United States Court of Appeals, Fourth Circuit
Feb 16, 2023
No. 21-6680 (4th Cir. Feb. 16, 2023)

Opinion

21-6680

02-16-2023

UNITED STATES OF AMERICA, Plaintiff-Appellee, v. DONALD STANTON SHEALEY, a/k/a Face, a/k/a Diddy, a/k/a Face Diddy, a/k/a The City, a/k/a Donald Santon Shealey, Defendant-Appellant.

James Wyda, Federal Public Defender, Shari Silver Derrow, Assistant Federal Public Defender, OFFICE OF THE FEDERAL PUBLIC DEFENDER, Baltimore, Maryland, for Appellant. Michael F. Easley, Jr., United States Attorney, David A. Bragdon, Assistant United States Attorney, Kristine L. Fritz, Assistant United States Attorney, OFFICE OF THE UNITED STATES ATTORNEY, Raleigh, North Carolina, for Appellee.


UNPUBLISHED

Submitted: January 24, 2023

Appeal from the United States District Court for the Eastern District of North Carolina, at Raleigh. Louise W. Flanagan, District Judge. (5:08-cr-00282-FL-2)

ON BRIEF:

James Wyda, Federal Public Defender, Shari Silver Derrow, Assistant Federal Public Defender, OFFICE OF THE FEDERAL PUBLIC DEFENDER, Baltimore, Maryland, for Appellant.

Michael F. Easley, Jr., United States Attorney, David A. Bragdon, Assistant United States Attorney, Kristine L. Fritz, Assistant United States Attorney, OFFICE OF THE UNITED STATES ATTORNEY, Raleigh, North Carolina, for Appellee.

Before KING and RICHARDSON, Circuit Judges, and MOTZ, Senior Circuit Judge.

Affirmed by unpublished per curiam opinion.

Unpublished opinions are not binding precedent in this circuit.

PER CURIAM

Donald Stanton Shealey appeals from the district court's denial of sentencing relief under § 404 of the First Step Act, arguing that the court erred in retaining sentences that exceed the now-applicable statutory maximum. Because our recent decision in United States v. Reed, No. 19-7368, 2023 WL 1163109, at *1, *4 (4th Cir. Feb. 1, 2023), confirms that district courts "are not required to reduce any sentence" so long as the court "consider[s] all nonfrivolous arguments for sentence reductions under the First Step Act based on changes in law or fact," we affirm the judgment of the district court. * * *

In 2009, a jury found Shealey guilty of conspiracy to distribute and possess with intent to distribute more than one kilogram of heroin, more than five kilograms of cocaine, and more than 50 grams of cocaine base, in violation of 21 U.S.C. § 846 (Count One); distribution of a quantity of heroin, in violation of 21 U.S.C. § 841(a)(1) (Counts Two through Six); conspiracy to commit laundering of monetary instruments, in violation of 18 U.S.C. § 1956(h) (Count Seven); and laundering of monetary instruments, in violation of 18 U.S.C. § 1956(a)(1)(A)(i) (Count Eight). The district court sentenced him to life imprisonment on Count One; 360 months' imprisonment on each of Counts Two through Six; and 240 months' imprisonment on each of Counts Seven and Eight. See JA at 35557.
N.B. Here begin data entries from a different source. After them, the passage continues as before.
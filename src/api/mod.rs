//! # API Layer
//!
//! JSON-over-HTTP access to the debate backend.
//!
//! - **Version**: 1.2.0
//! - **Since**: 1.0.0
//!
//! ## Changelog
//! - 1.2.0: CSRF token read from the session cookie jar; dashboard endpoint
//! - 1.1.0: Added catalogue, history and auth endpoints
//! - 1.0.0: Initial debate room endpoints

pub mod client;
pub mod models;

pub use client::{CatalogApi, DebateApi, HttpDebateApi, CSRF_COOKIE, CSRF_HEADER};
pub use models::{
    ActionKind, AuthStatus, AuthUser, Category, CreateDebateRequest, Dashboard, Debate,
    DebateAction, DebateStatus, Difficulty, HistoryEntry, Message, RegisterRequest, Scoreboard,
    Sender, Topic, Winner,
};
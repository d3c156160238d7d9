//! API shared state

use std::sync::Arc;

use crate::monitor::{LifecycleController, SubscriberRegistry};
use crate::storage::DeviceStore;

/// Shared state passed to all API handlers
#[derive(Clone)]
pub struct ApiState {
    /// Device directory for registration endpoints
    pub store: Arc<dyn DeviceStore>,

    /// Starts and stops the monitor as subscribers come and go
    pub lifecycle: Arc<LifecycleController>,

    /// Connected live-update subscribers
    pub registry: Arc<SubscriberRegistry>,
}

impl ApiState {
    pub fn new(store: Arc<dyn DeviceStore>, lifecycle: Arc<LifecycleController>) -> Self {
        let registry = lifecycle.registry().clone();
        Self {
            store,
            lifecycle,
            registry,
        }
    }
}
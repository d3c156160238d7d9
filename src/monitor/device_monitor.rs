//! DeviceMonitor - periodic liveness checks over the device directory
//!
//! ## Message Flow
//!
//! ```text
//! Timer tick → list devices → probe each → compare → record_status → broadcast
//!     ↑                                                                  │
//!     └──────────────── interval after the cycle ends ───────────────────┘
//! ```
//!
//! Cycles never overlap: the next tick is scheduled one interval after the
//! previous cycle finished. Devices are handled in directory order and
//! transitions are broadcast in that order, also when several probes are
//! in flight at once.
//!
//! ## Cancellation
//!
//! The loop ends only through its [`CancellationToken`]. The token is
//! checked while waiting for the next tick and before every device; a device
//! whose probe already started is finished (including its write) first.

use std::panic::AssertUnwindSafe;
use std::sync::Arc;

use anyhow::{Context, Result};
use chrono::Utc;
use futures::{FutureExt, StreamExt, stream};
use tokio::time::{MissedTickBehavior, interval};
use tokio_util::sync::CancellationToken;
use tracing::{debug, error, info, instrument, trace};

use crate::config::MonitorConfig;
use crate::storage::{DeviceDirectory, MonitoredDevice};

use super::messages::{CycleReport, StatusTransitionEvent};
use super::probe::Prober;
use super::registry::SubscriberRegistry;

/// The periodic monitoring loop
pub struct DeviceMonitor {
    directory: Arc<dyn DeviceDirectory>,
    prober: Arc<dyn Prober>,
    registry: Arc<SubscriberRegistry>,
    config: MonitorConfig,
    cancel: CancellationToken,
}

impl DeviceMonitor {
    pub fn new(
        directory: Arc<dyn DeviceDirectory>,
        prober: Arc<dyn Prober>,
        registry: Arc<SubscriberRegistry>,
        config: MonitorConfig,
        cancel: CancellationToken,
    ) -> Self {
        Self {
            directory,
            prober,
            registry,
            config,
            cancel,
        }
    }

    /// Run cycles until the cancellation token fires
    #[instrument(skip_all)]
    pub async fn run(self) {
        info!(
            "monitoring task started (interval {}s, probe timeout {}ms)",
            self.config.interval_secs, self.config.probe_timeout_ms
        );

        let mut ticker = interval(self.config.interval());
        ticker.set_missed_tick_behavior(MissedTickBehavior::Delay);

        loop {
            tokio::select! {
                biased;

                _ = self.cancel.cancelled() => break,

                _ = ticker.tick() => {}
            }

            match AssertUnwindSafe(self.run_cycle()).catch_unwind().await {
                Ok(Ok(report)) => {
                    debug!(
                        "cycle done: {} probed, {} skipped, {} transitions, {} failed writes",
                        report.probed,
                        report.skipped,
                        report.transitions.len(),
                        report.failed_writes
                    );
                }
                Ok(Err(e)) => error!("an error occurred in monitoring cycle: {e:#}"),
                Err(_) => error!("monitoring cycle panicked, retrying after the interval"),
            }

            ticker.reset();
        }

        info!("monitoring task cancelled");
    }

    /// Run one pass over the directory
    ///
    /// Probe failures count as unreachable and a failed status write only
    /// affects its own device. Only a failure to list the directory fails the
    /// whole cycle.
    pub async fn run_cycle(&self) -> Result<CycleReport> {
        let devices = self
            .directory
            .list_monitorable()
            .await
            .context("failed to list devices")?;

        let total = devices.len();
        let targets: Vec<(MonitoredDevice, String)> = devices
            .into_iter()
            .filter_map(|device| {
                let address = device.probe_target().map(String::from);
                if address.is_none() {
                    trace!("skipping {} (disabled or no address)", device.label);
                }
                address.map(|address| (device, address))
            })
            .collect();

        let mut report = CycleReport {
            skipped: total - targets.len(),
            ..Default::default()
        };

        let prober = self.prober.as_ref();
        let mut probes = stream::iter(targets)
            .map(move |(device, address)| async move {
                let is_online_now = prober.probe(&address).await;
                (device, is_online_now)
            })
            .buffered(self.config.max_concurrent_probes.max(1));

        loop {
            if self.cancel.is_cancelled() {
                report.cancelled = true;
                break;
            }

            let Some((device, is_online_now)) = probes.next().await else {
                break;
            };
            report.probed += 1;

            if device.is_online == is_online_now {
                continue;
            }

            let event = StatusTransitionEvent {
                device_id: device.id,
                is_online: is_online_now,
                detected_at: Utc::now(),
            };

            info!(
                "status changed for {}: {}",
                device.label,
                if is_online_now { "ONLINE" } else { "OFFLINE" }
            );

            if let Err(e) = self
                .directory
                .record_status(event.device_id, event.is_online, event.detected_at)
                .await
            {
                error!("failed to record status of {}: {e}", device.label);
                report.failed_writes += 1;
                continue;
            }

            self.publish(&event).await;
            report.transitions.push(event);
        }

        Ok(report)
    }

    async fn publish(&self, event: &StatusTransitionEvent) {
        let json = match event.to_message().to_json() {
            Ok(json) => json,
            Err(e) => {
                error!("failed to serialize status update: {e}");
                return;
            }
        };

        let delivery = self.registry.broadcast(&json).await;
        trace!(
            "status update for device {} sent to {} subscribers",
            event.device_id, delivery.delivered
        );
    }
}
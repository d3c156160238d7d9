//! Liveness monitoring and live-update fan-out
//!
//! ## Architecture Overview
//!
//! ```text
//!              WebSocket handler
//!       ┌──────────────┴──────────────┐
//!       │ add / remove                │ ensure_loop_running / stop_loop_if_idle
//! ┌─────▼──────────────┐   ┌──────────▼──────────┐
//! │ SubscriberRegistry │   │ LifecycleController │
//! └─────▲──────────────┘   └──────────┬──────────┘
//!       │ broadcast                   │ start / cancel
//!       │                     ┌───────▼───────┐
//!       └─────────────────────┤ DeviceMonitor │
//!                             └──┬─────────┬──┘
//!                          probe │         │ list / record
//!                        ┌───────▼┐ ┌──────▼──────────┐
//!                        │ Prober │ │ DeviceDirectory │
//!                        └────────┘ └─────────────────┘
//! ```
//!
//! - **DeviceMonitor**: one cycle per interval, probes every monitorable device
//!   and reports online/offline transitions
//! - **Prober**: single bounded-timeout reachability check, never fails
//! - **SubscriberRegistry**: connected clients, text fan-out
//! - **LifecycleController**: runs the monitor only while subscribers exist

pub mod device_monitor;
pub mod lifecycle;
pub mod messages;
pub mod probe;
pub mod registry;

pub use device_monitor::DeviceMonitor;
pub use lifecycle::{LifecycleController, MonitorState};
pub use messages::{CycleReport, LiveMessage, StatusTransitionEvent};
pub use probe::{IcmpProber, Prober};
pub use registry::{BroadcastReport, RegistryError, Subscriber, SubscriberId, SubscriberRegistry};
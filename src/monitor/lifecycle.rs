//! Starting and stopping the monitor with the subscriber population
//!
//! The monitor only needs to run while somebody is listening. The connect
//! path calls [`LifecycleController::ensure_loop_running`] after registering
//! a subscriber; the disconnect path calls
//! [`LifecycleController::stop_loop_if_idle`] after removing one. At most one
//! loop instance exists at a time: the handle slot is guarded by a mutex and
//! a stopped loop is awaited before the slot is released.
//!
//! [`LifecycleController::state`] reads a flag owned by the loop task instead
//! of the slot, so it never waits behind a loop that is shutting down.

use std::sync::Arc;
use std::sync::atomic::{AtomicBool, Ordering};

use serde::Serialize;
use tokio::sync::Mutex;
use tokio::task::JoinHandle;
use tokio_util::sync::CancellationToken;
use tracing::{debug, error, info};

use crate::config::MonitorConfig;
use crate::storage::DeviceDirectory;

use super::device_monitor::DeviceMonitor;
use super::probe::Prober;
use super::registry::SubscriberRegistry;

/// Whether the monitor loop is running
#[derive(Debug, Clone, Copy, PartialEq, Eq, Serialize)]
#[serde(rename_all = "snake_case")]
pub enum MonitorState {
    Idle,
    Running,
}

/// A running monitor loop
pub struct MonitorLoopHandle {
    cancel: CancellationToken,
    task: JoinHandle<()>,
}

impl MonitorLoopHandle {
    fn is_running(&self) -> bool {
        !self.task.is_finished()
    }

    /// Signal cancellation and wait for the loop to exit
    async fn stop(self) {
        self.cancel.cancel();
        if let Err(e) = self.task.await {
            error!("monitor task ended abnormally: {e}");
        }
    }
}

/// Clears the running flag when the loop task ends, panics included
struct RunningFlag(Arc<AtomicBool>);

impl Drop for RunningFlag {
    fn drop(&mut self) {
        self.0.store(false, Ordering::SeqCst);
    }
}

/// Owner of the (at most one) monitor loop
pub struct LifecycleController {
    directory: Arc<dyn DeviceDirectory>,
    prober: Arc<dyn Prober>,
    registry: Arc<SubscriberRegistry>,
    config: MonitorConfig,
    handle: Mutex<Option<MonitorLoopHandle>>,
    running: Arc<AtomicBool>,
}

impl LifecycleController {
    pub fn new(
        directory: Arc<dyn DeviceDirectory>,
        prober: Arc<dyn Prober>,
        registry: Arc<SubscriberRegistry>,
        config: MonitorConfig,
    ) -> Self {
        Self {
            directory,
            prober,
            registry,
            config,
            handle: Mutex::new(None),
            running: Arc::new(AtomicBool::new(false)),
        }
    }

    pub fn registry(&self) -> &Arc<SubscriberRegistry> {
        &self.registry
    }

    /// Start the loop unless it is already running
    ///
    /// Returns `true` if a new loop was started.
    pub async fn ensure_loop_running(&self) -> bool {
        let mut slot = self.handle.lock().await;

        if slot.as_ref().is_some_and(MonitorLoopHandle::is_running) {
            return false;
        }

        let cancel = CancellationToken::new();
        let monitor = DeviceMonitor::new(
            self.directory.clone(),
            self.prober.clone(),
            self.registry.clone(),
            self.config.clone(),
            cancel.clone(),
        );

        self.running.store(true, Ordering::SeqCst);
        let flag = RunningFlag(self.running.clone());

        *slot = Some(MonitorLoopHandle {
            cancel,
            task: tokio::spawn(async move {
                let _flag = flag;
                monitor.run().await;
            }),
        });

        info!("monitor loop started");
        true
    }

    /// Stop the loop if no subscriber is left
    ///
    /// Returns `true` if a running loop was stopped.
    pub async fn stop_loop_if_idle(&self) -> bool {
        let mut slot = self.handle.lock().await;

        if !self.registry.is_empty().await {
            debug!("subscribers remain, keeping monitor loop");
            return false;
        }

        Self::stop_slot(&mut slot).await
    }

    /// Stop the loop regardless of subscribers (process shutdown)
    pub async fn shutdown(&self) -> bool {
        let mut slot = self.handle.lock().await;
        Self::stop_slot(&mut slot).await
    }

    pub fn state(&self) -> MonitorState {
        if self.running.load(Ordering::SeqCst) {
            MonitorState::Running
        } else {
            MonitorState::Idle
        }
    }

    async fn stop_slot(slot: &mut Option<MonitorLoopHandle>) -> bool {
        let Some(handle) = slot.take() else {
            return false;
        };

        let was_running = handle.is_running();
        handle.stop().await;
        if was_running {
            info!("monitor loop stopped");
        }
        was_running
    }
}
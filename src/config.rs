use std::net::SocketAddr;
use std::path::PathBuf;
use std::time::Duration;

use anyhow::bail;
use tracing::trace;

const BIND_ADDR_ENV: &str = "NETWATCH_BIND_ADDR";

const DB_PATH_ENV: &str = "NETWATCH_DB";

/// Storage backend configuration
#[derive(Debug, Clone, PartialEq, serde::Deserialize)]
#[serde(tag = "backend", rename_all = "lowercase")]
pub enum StorageConfig {
    /// In-memory directory (no persistence)
    #[serde(rename = "none")]
    None,

    /// SQLite database
    Sqlite {
        #[serde(default = "default_sqlite_path")]
        path: PathBuf,
    },
}

impl Default for StorageConfig {
    fn default() -> Self {
        StorageConfig::Sqlite {
            path: default_sqlite_path(),
        }
    }
}

fn default_sqlite_path() -> PathBuf {
    PathBuf::from("./netwatch.db")
}

/// Timing of the liveness monitor
#[derive(Debug, Clone, PartialEq, serde::Deserialize)]
#[serde(default)]
pub struct MonitorConfig {
    /// Pause between the end of one cycle and the start of the next
    pub interval_secs: u64,

    /// Upper bound for a single reachability probe
    pub probe_timeout_ms: u64,

    /// Echo requests per probe; any reply counts as reachable
    pub probe_count: u16,

    /// Probes in flight at once within a cycle (1 = sequential)
    pub max_concurrent_probes: usize,
}

impl Default for MonitorConfig {
    fn default() -> Self {
        Self {
            interval_secs: 10,
            probe_timeout_ms: 1000,
            probe_count: 1,
            max_concurrent_probes: 1,
        }
    }
}

impl MonitorConfig {
    /// Never zero, even for a config that skipped [`MonitorConfig::validate`]
    pub fn interval(&self) -> Duration {
        Duration::from_secs(self.interval_secs.max(1))
    }

    pub fn probe_timeout(&self) -> Duration {
        Duration::from_millis(self.probe_timeout_ms)
    }

    pub fn validate(&self) -> anyhow::Result<()> {
        if self.interval_secs == 0 {
            bail!("monitor.interval_secs must be at least 1");
        }
        if self.probe_timeout_ms == 0 {
            bail!("monitor.probe_timeout_ms must be at least 1");
        }
        if self.probe_count == 0 {
            bail!("monitor.probe_count must be at least 1");
        }
        if self.max_concurrent_probes == 0 {
            bail!("monitor.max_concurrent_probes must be at least 1");
        }
        Ok(())
    }
}

#[derive(Debug, Clone, PartialEq, serde::Deserialize)]
pub struct ApiSettings {
    #[serde(default = "default_bind_addr")]
    pub bind: SocketAddr,

    #[serde(default = "default_enable_cors")]
    pub enable_cors: bool,
}

impl Default for ApiSettings {
    fn default() -> Self {
        Self {
            bind: default_bind_addr(),
            enable_cors: default_enable_cors(),
        }
    }
}

fn default_bind_addr() -> SocketAddr {
    SocketAddr::from(([127, 0, 0, 1], 8000))
}

fn default_enable_cors() -> bool {
    true
}

#[derive(Debug, Clone, Default, PartialEq, serde::Deserialize)]
pub struct Config {
    #[serde(default)]
    pub monitor: MonitorConfig,

    /// Storage configuration (defaults to SQLite at ./netwatch.db)
    pub storage: Option<StorageConfig>,

    pub api: Option<ApiSettings>,
}

impl Config {
    /// Apply `NETWATCH_BIND_ADDR` and `NETWATCH_DB` overrides
    pub fn apply_env(mut self) -> anyhow::Result<Self> {
        if let Ok(bind) = std::env::var(BIND_ADDR_ENV) {
            let mut api = self.api.unwrap_or_default();
            api.bind = bind
                .parse()
                .map_err(|e| anyhow::anyhow!("invalid {BIND_ADDR_ENV} '{bind}': {e}"))?;
            self.api = Some(api);
        }

        if let Ok(path) = std::env::var(DB_PATH_ENV) {
            self.storage = Some(StorageConfig::Sqlite {
                path: PathBuf::from(path),
            });
        }

        Ok(self)
    }

    pub fn validate(&self) -> anyhow::Result<()> {
        self.monitor.validate()
    }
}

pub fn parse_config(content: &str) -> anyhow::Result<Config> {
    let config: Config = serde_json::from_str(content)
        .map_err(|e| anyhow::anyhow!("Invalid configuration file provided: {e}"))?;
    config.validate()?;
    Ok(config)
}

pub fn read_config_file(path: &str) -> anyhow::Result<Config> {
    let file_content = std::fs::read_to_string(path)?;
    parse_config(&file_content).inspect(|config| trace!("loaded config: {config:?}"))
}
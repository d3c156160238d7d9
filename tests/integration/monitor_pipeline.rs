//! Integration tests for the monitor loop lifecycle
//!
//! These tests verify that:
//! - The first subscriber starts the loop and transitions reach it
//! - Transitions are persisted before they are broadcast
//! - The last subscriber leaving stops the loop
//! - A stopped loop can be restarted

use std::sync::Arc;
use std::time::Duration;

use netwatch::monitor::{
    LifecycleController, LiveMessage, MonitorState, Subscriber, SubscriberRegistry,
};
use netwatch::storage::{DeviceStore, MemoryDirectory};
use pretty_assertions::assert_eq;

use crate::helpers::{SwitchableProber, fast_monitor_config, new_device};

fn status(device_id: i64, is_online: bool) -> LiveMessage {
    LiveMessage::StatusUpdate {
        device_id,
        is_online,
    }
}

async fn next_message(rx: &mut tokio::sync::mpsc::UnboundedReceiver<String>) -> LiveMessage {
    let text = tokio::time::timeout(Duration::from_secs(30), rx.recv())
        .await
        .expect("no update within timeout")
        .expect("channel closed");
    serde_json::from_str(&text).unwrap()
}

#[tokio::test(start_paused = true)]
async fn test_subscriber_receives_transitions_in_order() {
    let directory = Arc::new(MemoryDirectory::new());
    let first = directory
        .create_device(new_device("00:00:00:00:00:01", Some("10.0.0.1")))
        .await
        .unwrap();
    let second = directory
        .create_device(new_device("00:00:00:00:00:02", Some("10.0.0.2")))
        .await
        .unwrap();

    let prober = Arc::new(SwitchableProber::new(&[
        ("10.0.0.1", true),
        ("10.0.0.2", true),
    ]));
    let registry = Arc::new(SubscriberRegistry::new());
    let lifecycle = LifecycleController::new(
        directory.clone(),
        prober.clone(),
        registry.clone(),
        fast_monitor_config(),
    );

    let (subscriber, mut rx) = Subscriber::channel();
    registry.add(subscriber).await;
    assert!(lifecycle.ensure_loop_running().await);

    assert_eq!(next_message(&mut rx).await, status(first.id, true));
    assert_eq!(next_message(&mut rx).await, status(second.id, true));

    let stored = directory.get_device(first.id).await.unwrap().unwrap();
    assert!(stored.is_online);
    assert!(stored.last_seen.is_some());

    prober.set("10.0.0.1", false);
    assert_eq!(next_message(&mut rx).await, status(first.id, false));

    let stored = directory.get_device(first.id).await.unwrap().unwrap();
    assert!(!stored.is_online);

    lifecycle.shutdown().await;
}

#[tokio::test(start_paused = true)]
async fn test_loop_follows_subscriber_presence() {
    let directory = Arc::new(MemoryDirectory::new());
    let registry = Arc::new(SubscriberRegistry::new());
    let lifecycle = LifecycleController::new(
        directory,
        Arc::new(SwitchableProber::default()),
        registry.clone(),
        fast_monitor_config(),
    );

    assert_eq!(lifecycle.state(), MonitorState::Idle);

    let (first, _rx1) = Subscriber::channel();
    let (second, _rx2) = Subscriber::channel();
    let first = registry.add(first).await;
    assert!(lifecycle.ensure_loop_running().await);
    let second = registry.add(second).await;
    assert!(!lifecycle.ensure_loop_running().await);

    registry.remove(first).await.unwrap();
    assert!(!lifecycle.stop_loop_if_idle().await);
    assert_eq!(lifecycle.state(), MonitorState::Running);

    registry.remove(second).await.unwrap();
    assert!(lifecycle.stop_loop_if_idle().await);
    assert_eq!(lifecycle.state(), MonitorState::Idle);

    let (again, _rx3) = Subscriber::channel();
    registry.add(again).await;
    assert!(lifecycle.ensure_loop_running().await);
    assert_eq!(lifecycle.state(), MonitorState::Running);

    assert!(lifecycle.shutdown().await);
}

#[tokio::test(start_paused = true)]
async fn test_device_registered_while_running_is_picked_up() {
    let directory = Arc::new(MemoryDirectory::new());
    let prober = Arc::new(SwitchableProber::new(&[("10.0.0.9", true)]));
    let registry = Arc::new(SubscriberRegistry::new());
    let lifecycle = LifecycleController::new(
        directory.clone(),
        prober,
        registry.clone(),
        fast_monitor_config(),
    );

    let (subscriber, mut rx) = Subscriber::channel();
    registry.add(subscriber).await;
    lifecycle.ensure_loop_running().await;

    // Let a few empty cycles pass
    tokio::time::sleep(Duration::from_secs(3)).await;
    assert!(rx.try_recv().is_err());

    let device = directory
        .create_device(new_device("00:00:00:00:00:09", Some("10.0.0.9")))
        .await
        .unwrap();

    assert_eq!(next_message(&mut rx).await, status(device.id, true));

    lifecycle.shutdown().await;
}
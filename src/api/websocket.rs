//! WebSocket handler for live status updates
//!
//! Every accepted connection becomes a subscriber of the registry. The first
//! subscriber starts the monitor loop; the last one to leave stops it.

use axum::{
    extract::{
        State, WebSocketUpgrade,
        ws::{Message, WebSocket},
    },
    response::Response,
};
use futures::{SinkExt, stream::StreamExt};
use tracing::{debug, info};

use crate::{api::state::ApiState, monitor::Subscriber};

/// WebSocket upgrade handler
///
/// GET /api/v1/stream
pub async fn websocket_handler(ws: WebSocketUpgrade, State(state): State<ApiState>) -> Response {
    ws.on_upgrade(|socket| handle_websocket(socket, state))
}

/// Handle an accepted WebSocket connection
async fn handle_websocket(socket: WebSocket, state: ApiState) {
    let (subscriber, mut updates) = Subscriber::channel();
    let subscriber_id = state.registry.add(subscriber).await;
    info!("WebSocket client connected (subscriber {subscriber_id})");

    state.lifecycle.ensure_loop_running().await;

    let (mut sender, mut receiver) = socket.split();

    // Forward broadcast payloads to the socket
    let mut send_task = tokio::spawn(async move {
        while let Some(text) = updates.recv().await {
            if sender.send(Message::Text(text)).await.is_err() {
                debug!("WebSocket send failed, client disconnected");
                break;
            }
        }
        let _ = sender.close().await;
    });

    // Inbound frames carry no meaning; drain until the client goes away
    let mut recv_task = tokio::spawn(async move {
        while let Some(Ok(msg)) = receiver.next().await {
            match msg {
                Message::Close(_) => break,
                Message::Ping(_) => debug!("Received ping"),
                _ => {}
            }
        }
    });

    tokio::select! {
        _ = (&mut send_task) => {
            recv_task.abort();
        }
        _ = (&mut recv_task) => {
            send_task.abort();
        }
    }

    // Already gone if the registry was closed during shutdown
    if let Err(e) = state.registry.remove(subscriber_id).await {
        debug!("{e}");
    }
    state.lifecycle.stop_loop_if_idle().await;

    info!("WebSocket client disconnected (subscriber {subscriber_id})");
}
Shealey later moved for a reduced sentence in the district court. He maintained that his Count One offense was a "covered offense" under the First Step Act, which "defines a 'covered offense' as a violation of a federal criminal statute, the statutory penalties for which were modified by section 2 or 3 of the Fair Sentencing Act of 2010, that was committed before August 3, 2010." See United States v. Gravatt, 953 F.3d 258, 260 (4th Cir. 2020). The court denied Shealey's motion and retained each of his existing sentences.

This appeal, however, concerns only the sentences retained on Counts Two through Six. Because of an error unrelated to the First Step Act, if Shealey were sentenced today, the mandatory maximum sentence for each of those counts would be 240 months - a full decade lower than the sentence Shealey received for each count. Shealey thus contends that "[t]he district court exceeded the scope of its authority when it retained illegal sentences on Counts Two through Six." Appellant's Opening Br. at 8. In support of this argument, Shealey relies on United States v. Collington, 995 F.3d 347 (4th Cir. 2021), where we vacated a sentence that exceeded the applicable statutory range. See Appellant's Opening Br. at 5 ("The Court's decision in Collington sets forth a simple, straightforward rule: when deciding a Section 404 motion, a district court cannot retain a sentence above the statutory maximum.").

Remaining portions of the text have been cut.